民主主義の原則は多数決だ。

数が多いほうが「民意」となる。


ここで、一つの問いかけをしたい。


あるところに10階だてのマンションがあった。

マンションのエレベータが老朽化したため、修繕が必要になった。

しかし、1階に住む住人は、自分たちは普段エレベータを使わないのだから、2階から上の階の住人で負担すべきという案をだした。

これに対して2階から上の住人は対案を出した。

「すべての住人が当分に負担すべき」という案?

いや、彼らが出した案は、「1階の住人がすべて負担すべき」という案だった。

2階から上の住人は、皆で示し合わせて、多数決でこの案を採択した。

結果、エレベータの修繕費は、1階の住人がすべて負担することなった。


多数決が民主主義なら、この例も民主主義といえるだろうか?

民主主義は必ずしも、正義ではないということだ、と僕は考える。


今日、なぜこんなことを書いたかというと、この例が、今の日本の現状 ーー沖縄の基地問題ーーと通じるところがある気がしたからだ。

基地はどこの県でも受け入れたくない。1階の住人(沖縄)もそう考える。

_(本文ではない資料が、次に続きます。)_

use std::sync::Arc;

use axum::{
    Router,
    routing::get,
};

use appointment_cell::router::appointment_routes;
use auth_cell::router::auth_routes;
use doctor_cell::router::doctor_routes;
use patient_cell::router::patient_routes;
use shared_config::AppConfig;

pub fn create_router(state: Arc<AppConfig>) -> Router {
    Router::new()
        .route("/", get(|| async { "Medical appointment API is running!" }))
        .nest("/auth", auth_routes(state.clone()))
        .nest("/doctors", doctor_routes(state.clone()))
        .nest("/patients", patient_routes(state.clone()))
        .nest("/appointments", appointment_routes(state))
}

#[cfg(test)]
mod tests {
    use super::*;
    use axum::{
        body::Body,
        http::{Request, StatusCode},
    };
    use tower::ServiceExt;

    use shared_utils::test_utils::TestConfig;

    #[tokio::test]
    async fn test_root_is_public() {
        let app = create_router(TestConfig::default().to_arc());
        let response = app
            .oneshot(Request::builder().uri("/").body(Body::empty()).unwrap())
            .await
            .unwrap();

        assert_eq!(response.status(), StatusCode::OK);
    }

    #[tokio::test]
    async fn test_cells_require_a_token() {
        for uri in ["/doctors", "/patients", "/appointments/patient"] {
            let app = create_router(TestConfig::default().to_arc());
            let response = app
                .oneshot(Request::builder().uri(uri).body(Body::empty()).unwrap())
                .await
                .unwrap();

            assert_eq!(response.status(), StatusCode::UNAUTHORIZED, "{uri}");
        }
    }
}
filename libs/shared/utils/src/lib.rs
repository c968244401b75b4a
pub mod extractor;
pub mod jwt;
pub mod test_utils;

しかし2階以上の住人(その他の県)も同様だ。

結果、その他の県は、すべて沖縄に押し付け、沖縄は国土の0.7%しか占めていないのに、一人で基地を抱えている。

これは民主主義ではあるが、正義ではない。

もちろん、沖縄には、産業がなく、基地に依存しなければ立ち行かない面があることも承知している。

しかしながら、現状のような基地の沖縄一極集中は、どう考えてもおかしい。

持ち回りでもいいから、各都道府県で受け入れていくべきではないだろうか?

橋本知事が、伊丹空港に基地を持ってこようとしたことがあったが、猛反対にあって挫折したという記憶がある。

橋本知事は、いろいろ言われてはいるが、この案は素晴らしいと感じた。

先日、全国で知事選が行われたが、新しい知事には、基地問題に関しては、自分の県の問題でもある、としっかり認識してほしい。